No Internet Connection After Updating to 23.1.10

Started by Arszilla, June 25, 2023, 09:52:30 AM

Previous topic - Next topic
Hi there,

I initially updated my OPNsense (running in a Proxmox VM) when the 23 release was made. I was either running 23.0.X or 23.1.1. I don't exactly remember the release I had prior to the update currently. Regardless, since it's been a while since I updated my OPNsense and I was performing maintenance on my homelab, updating other stuff, I decided to update OPNsense as well. The update installed a new kernel and required a reboot, which happened automatically.

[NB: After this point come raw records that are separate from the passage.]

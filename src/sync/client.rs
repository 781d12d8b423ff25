// Copyright (c) 2025 Soumyadip Sarkar.
// All rights reserved.
//
// This source code is licensed under the license found in the
// LICENSE file in the root directory of this source tree.

//! Transport to the remote spreadsheet webhook.

use async_trait::async_trait;
use reqwest::header::{ACCEPT, CONTENT_TYPE};
use reqwest::{Client, Url};
use serde_json::Value;
use tracing::debug;

use crate::error::SyncError;
use crate::utils::http_client;

pub const CACHE_BUST_PARAM: &str = "_t";

/// Read/write access to the remote transaction list.
#[async_trait]
pub trait RemoteLedger: Send + Sync {
    /// Fetch the current list. Any JSON is returned; shape checks are the caller's.
    async fn fetch(&self, url: &Url) -> Result<Value, SyncError>;

    /// Send one JSON-encoded transaction. `Ok` only means the request left without
    /// a transport error; the response is not interpretable.
    async fn submit(&self, url: &Url, body: String) -> Result<(), SyncError>;
}

/// Parse and check an endpoint before any request is issued.
pub fn parse_endpoint(raw: &str) -> Result<Url, SyncError> {
    let invalid = |reason: String| SyncError::InvalidEndpoint {
        url: raw.to_string(),
        reason,
    };
    let url = Url::parse(raw.trim()).map_err(|e| invalid(e.to_string()))?;
    match url.scheme() {
        "http" | "https" => Ok(url),
        other => Err(invalid(format!("unsupported scheme '{}'", other))),
    }
}

pub fn cache_busted(url: &Url, millis: i64) -> Url {
    let mut out = url.clone();
    let kept: Vec<(String, String)> = url
        .query_pairs()
        .filter(|(k, _)| k != CACHE_BUST_PARAM)
        .map(|(k, v)| (k.into_owned(), v.into_owned()))
        .collect();
    {
        let mut q = out.query_pairs_mut();
        q.clear();
        for (k, v) in &kept {
            q.append_pair(k, v);
        }
        q.append_pair(CACHE_BUST_PARAM, &millis.to_string());
    }
    out
}

pub struct HttpRemote {
    client: Client,
}

impl HttpRemote {
    pub fn new() -> Result<Self, SyncError> {
        Ok(Self {
            client: http_client()?,
        })
    }
}

#[async_trait]
impl RemoteLedger for HttpRemote {
    async fn fetch(&self, url: &Url) -> Result<Value, SyncError> {
        debug!(%url, "GET remote ledger");
        let resp = self
            .client
            .get(url.clone())
            .header(ACCEPT, "application/json")
            .send()
            .await?;
        if !resp.status().is_success() {
            return Err(SyncError::Status(resp.status().as_u16()));
        }
        Ok(resp.json::<Value>().await?)
    }

    async fn submit(&self, url: &Url, body: String) -> Result<(), SyncError> {
        debug!(%url, "POST remote ledger");
        let resp = self
            .client
            .post(url.clone())
            .header(CONTENT_TYPE, "text/plain;charset=utf-8")
            .body(body)
            .send()
            .await?;
        debug!(status = resp.status().as_u16(), "Remote write sent");
        Ok(())
    }
}

#[cfg(test)]
mod tests {
    use super::*;

    #[test]
    fn rejects_malformed_urls() {
        assert!(parse_endpoint("not a url").is_err());
        assert!(parse_endpoint("ftp://example.com/x").is_err());
        assert!(parse_endpoint(" https://example.com/exec ").is_ok());
    }

    #[test]
    fn cache_bust_replaces_previous_value() {
        let url = parse_endpoint("https://example.com/exec?sheet=main&_t=1").unwrap();
        let busted = cache_busted(&url, 42);
        assert_eq!(busted.as_str(), "https://example.com/exec?sheet=main&_t=42");
    }
}
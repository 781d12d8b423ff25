// Copyright (c) 2025 Soumyadip Sarkar.
// All rights reserved.
//
// This source code is licensed under the license found in the
// LICENSE file in the root directory of this source tree.

pub mod client;
pub mod engine;
pub mod normalize;
pub mod session;
pub mod status;

pub use client::{HttpRemote, RemoteLedger};
pub use engine::{PullOutcome, PullTrigger, PushOutcome, SyncClient, SyncSettings};
pub use session::{Session, SessionCommand};
pub use status::{StatusIndicator, SyncPhase, SyncStatus};
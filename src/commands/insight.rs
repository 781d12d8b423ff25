// Copyright (c) 2025 Soumyadip Sarkar.
// All rights reserved.
//
// This source code is licensed under the license found in the
// LICENSE file in the root directory of this source tree.

use crate::config::AppConfig;
use crate::insight::InsightClient;
use crate::store::Ledger;
use anyhow::Result;

pub async fn handle(ledger: &Ledger, cfg: &AppConfig) -> Result<()> {
    let client = InsightClient::new(cfg.gemini_api_key.clone(), cfg.gemini_model.clone());
    if client.credential_missing() {
        println!("! GEMINI_API_KEY is missing. AI insights will not work until it is set.");
        return Ok(());
    }
    match client
        .generate(ledger.transactions(), &ledger.party_names())
        .await
    {
        Some(report) => {
            println!("Summary: {}", report.summary);
            println!("Advice:  {}", report.advice);
            println!("Total volume: {:.2}", report.total_volume);
        }
        None => println!("No insight available"),
    }
    Ok(())
}
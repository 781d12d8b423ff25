// Copyright (c) 2025 Soumyadip Sarkar.
// All rights reserved.
//
// This source code is licensed under the license found in the
// LICENSE file in the root directory of this source tree.

use crate::commands::sync::connect;
use crate::config::AppConfig;
use crate::models::{PaymentMethod, TransactionDraft, TransactionKind};
use crate::store::Ledger;
use crate::sync::{PullTrigger, PushOutcome};
use crate::utils::{fmt_amount, maybe_print_json, parse_date, pretty_table};
use crate::view::{Filter, filter_transactions};
use anyhow::{Result, anyhow};
use serde::Serialize;

pub async fn handle(ledger: &mut Ledger, cfg: &mut AppConfig, m: &clap::ArgMatches) -> Result<()> {
    match m.subcommand() {
        Some(("add", sub)) => add(ledger, cfg, sub).await?,
        Some(("list", sub)) => list(ledger, sub)?,
        Some(("rm", sub)) => {
            let id = sub.get_one::<String>("id").unwrap();
            if ledger.delete_transaction(id)? {
                println!("Deleted transaction {} (local only)", id);
            } else {
                println!("No transaction with id {}", id);
            }
        }
        _ => {}
    }
    Ok(())
}

pub fn draft_from_matches(sub: &clap::ArgMatches) -> Result<TransactionDraft> {
    let kind = sub
        .get_one::<String>("kind")
        .map(|s| s.parse::<TransactionKind>())
        .transpose()
        .map_err(|e| anyhow!(e))?
        .unwrap_or(TransactionKind::Credit);
    let payment_method = sub
        .get_one::<String>("method")
        .map(|s| s.parse::<PaymentMethod>())
        .transpose()
        .map_err(|e| anyhow!(e))?
        .unwrap_or(PaymentMethod::General);
    Ok(TransactionDraft {
        from: sub.get_one::<String>("from").cloned().unwrap_or_default(),
        to: sub.get_one::<String>("to").cloned().unwrap_or_default(),
        amount: sub.get_one::<String>("amount").cloned().unwrap_or_default(),
        kind,
        payment_method,
        note: sub.get_one::<String>("note").cloned().unwrap_or_default(),
    })
}

async fn add(ledger: &mut Ledger, cfg: &mut AppConfig, sub: &clap::ArgMatches) -> Result<()> {
    let draft = draft_from_matches(sub)?;
    let tx = match ledger.record(draft) {
        Ok(tx) => tx,
        Err(why) => {
            println!("Not recorded: {}", why);
            return Ok(());
        }
    };
    println!(
        "Recorded {} {} -> {} ({}, id {})",
        fmt_amount(&tx.amount),
        tx.from,
        tx.to,
        tx.kind,
        tx.id
    );

    let mut sync = connect(cfg).await?;
    match sync.push(&tx).await {
        PushOutcome::Skipped => {}
        PushOutcome::Failed => println!("Sync failed; kept locally"),
        PushOutcome::Sent => {
            println!("Synced");
            tokio::time::sleep(sync.settings().repull_delay).await;
            sync.pull(ledger, PullTrigger::Background).await;
        }
    }
    Ok(())
}

fn list(ledger: &Ledger, sub: &clap::ArgMatches) -> Result<()> {
    let json_flag = sub.get_flag("json");
    let jsonl_flag = sub.get_flag("jsonl");
    let data = query_rows(ledger, sub)?;
    if !maybe_print_json(json_flag, jsonl_flag, &data)? {
        let rows: Vec<Vec<String>> = data
            .iter()
            .map(|r| {
                vec![
                    r.date.clone(),
                    r.from.clone(),
                    r.to.clone(),
                    r.kind.clone(),
                    r.amount.clone(),
                    r.method.clone(),
                    r.note.clone(),
                    r.id.clone(),
                ]
            })
            .collect();
        println!(
            "{}",
            pretty_table(
                &["Date", "From", "To", "Type", "Amount", "Method", "Note", "Id"],
                rows,
            )
        );
        if let Some(at) = ledger.last_updated() {
            println!("Updated: {}", at.format("%H:%M:%S"));
        }
    }
    Ok(())
}

#[derive(Serialize)]
pub struct TransactionRow {
    pub id: String,
    pub date: String,
    pub from: String,
    pub to: String,
    pub kind: String,
    pub amount: String,
    pub method: String,
    pub note: String,
}

pub fn filter_from_matches(sub: &clap::ArgMatches) -> Result<Filter> {
    Ok(Filter {
        name: sub.get_one::<String>("name").cloned().unwrap_or_default(),
        start: sub
            .get_one::<String>("from-date")
            .map(|s| parse_date(s))
            .transpose()?,
        end: sub
            .get_one::<String>("to-date")
            .map(|s| parse_date(s))
            .transpose()?,
    })
}

pub fn query_rows(ledger: &Ledger, sub: &clap::ArgMatches) -> Result<Vec<TransactionRow>> {
    let filter = filter_from_matches(sub)?;
    let limit = sub.get_one::<usize>("limit").copied().unwrap_or(usize::MAX);
    Ok(filter_transactions(ledger.transactions(), &filter)
        .into_iter()
        .take(limit)
        .map(|t| TransactionRow {
            id: t.id.clone(),
            date: t.date.format("%Y-%m-%d %H:%M").to_string(),
            from: t.from.clone(),
            to: t.to.clone(),
            kind: t.kind.to_string(),
            amount: fmt_amount(&t.amount),
            method: t.payment_method.map(|m| m.to_string()).unwrap_or_default(),
            note: t.note.clone(),
        })
        .collect())
}
// Copyright (c) 2025 Soumyadip Sarkar.
// All rights reserved.
//
// This source code is licensed under the license found in the
// LICENSE file in the root directory of this source tree.

use std::collections::HashMap;

use rust_decimal::Decimal;
use serde::Serialize;
use tracing::warn;

use crate::models::{Party, Transaction, TransactionKind};

#[derive(Debug, Clone, PartialEq, Serialize)]
pub struct BalanceEntry {
    pub name: String,
    pub balance: Decimal,
}

/// Net position per name. Every known party is present even without activity,
/// as is every name referenced by a transaction. A step that would overflow
/// `Decimal` is skipped for that name.
pub fn compute_balances(
    transactions: &[Transaction],
    parties: &[Party],
) -> HashMap<String, Decimal> {
    let mut stats: HashMap<String, Decimal> = parties
        .iter()
        .map(|p| (p.name.clone(), Decimal::ZERO))
        .collect();
    for t in transactions {
        stats.entry(t.from.clone()).or_insert(Decimal::ZERO);
        stats.entry(t.to.clone()).or_insert(Decimal::ZERO);
    }

    for t in transactions {
        let signed = match t.kind {
            TransactionKind::Credit => t.amount,
            TransactionKind::Debit => -t.amount,
        };
        if let Some(b) = stats.get_mut(&t.from) {
            match b.checked_add(signed) {
                Some(v) => *b = v,
                None => warn!(name = %t.from, id = %t.id, "Balance overflow, transaction skipped"),
            }
        }
        if let Some(b) = stats.get_mut(&t.to) {
            match b.checked_sub(signed) {
                Some(v) => *b = v,
                None => warn!(name = %t.to, id = %t.id, "Balance overflow, transaction skipped"),
            }
        }
    }
    stats
}

/// Presentation order: largest claim first, ties by name.
pub fn sorted_balances(balances: HashMap<String, Decimal>) -> Vec<BalanceEntry> {
    let mut out: Vec<BalanceEntry> = balances
        .into_iter()
        .map(|(name, balance)| BalanceEntry { name, balance })
        .collect();
    out.sort_by(|a, b| b.balance.cmp(&a.balance).then_with(|| a.name.cmp(&b.name)));
    out
}

#[cfg(test)]
mod tests {
    use super::*;

    #[test]
    fn sorted_by_balance_then_name() {
        let mut m = HashMap::new();
        m.insert("b".to_string(), Decimal::new(5, 0));
        m.insert("a".to_string(), Decimal::new(5, 0));
        m.insert("c".to_string(), Decimal::new(-10, 0));
        let names: Vec<String> = sorted_balances(m).into_iter().map(|e| e.name).collect();
        assert_eq!(names, vec!["a", "b", "c"]);
    }
}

However, upon reboot, I lost all internet connectivity in my household.

I can verify my ISP router has internet. I have connected to it via Ethernet and removed the routing/DNS setting to my OPNsense and I am able to access the internet. When reverted, and all traffic is going back to my OPNsense, my devices can get an internal IP address, thus I am able to reach my servers etc. but I cannot ping 1.1.1.1 or google.com. When pinging Google, I do not get any messages etc. presumably because I am not able to translate the domain to an IP address. When I ping 1.1.1.1, I get no route to host.

I tried downgrading to whatever I had (presumably 23.1.1) using opnsense-update -kr 23.1.1, however, since I have no internet, I cannot get the kernel/packages.

I have read that several people faced issues with the 23.1.6 update, due to the AdGuard Home plugin being broken for a bit. I have AdGuard Home in my network, but not on OPNsense as a plugin. It's on a separate VM/container (i.e. independent), and it was fully functional before the update, as I've updated it 2-3 days before I decided to update OPNsense.

I am trying to figure out what is the problem, i.e. why am I not getting any internet on my WAN, and how to fix it, but I can't seem to figure out what the problem is or what the solution is. As a result, I am curious how can I downgrade/revert the update, before I try something drastic, such as spinning up a new OPNsense VM, and migrating the traffic there using a backup of my configuration etc.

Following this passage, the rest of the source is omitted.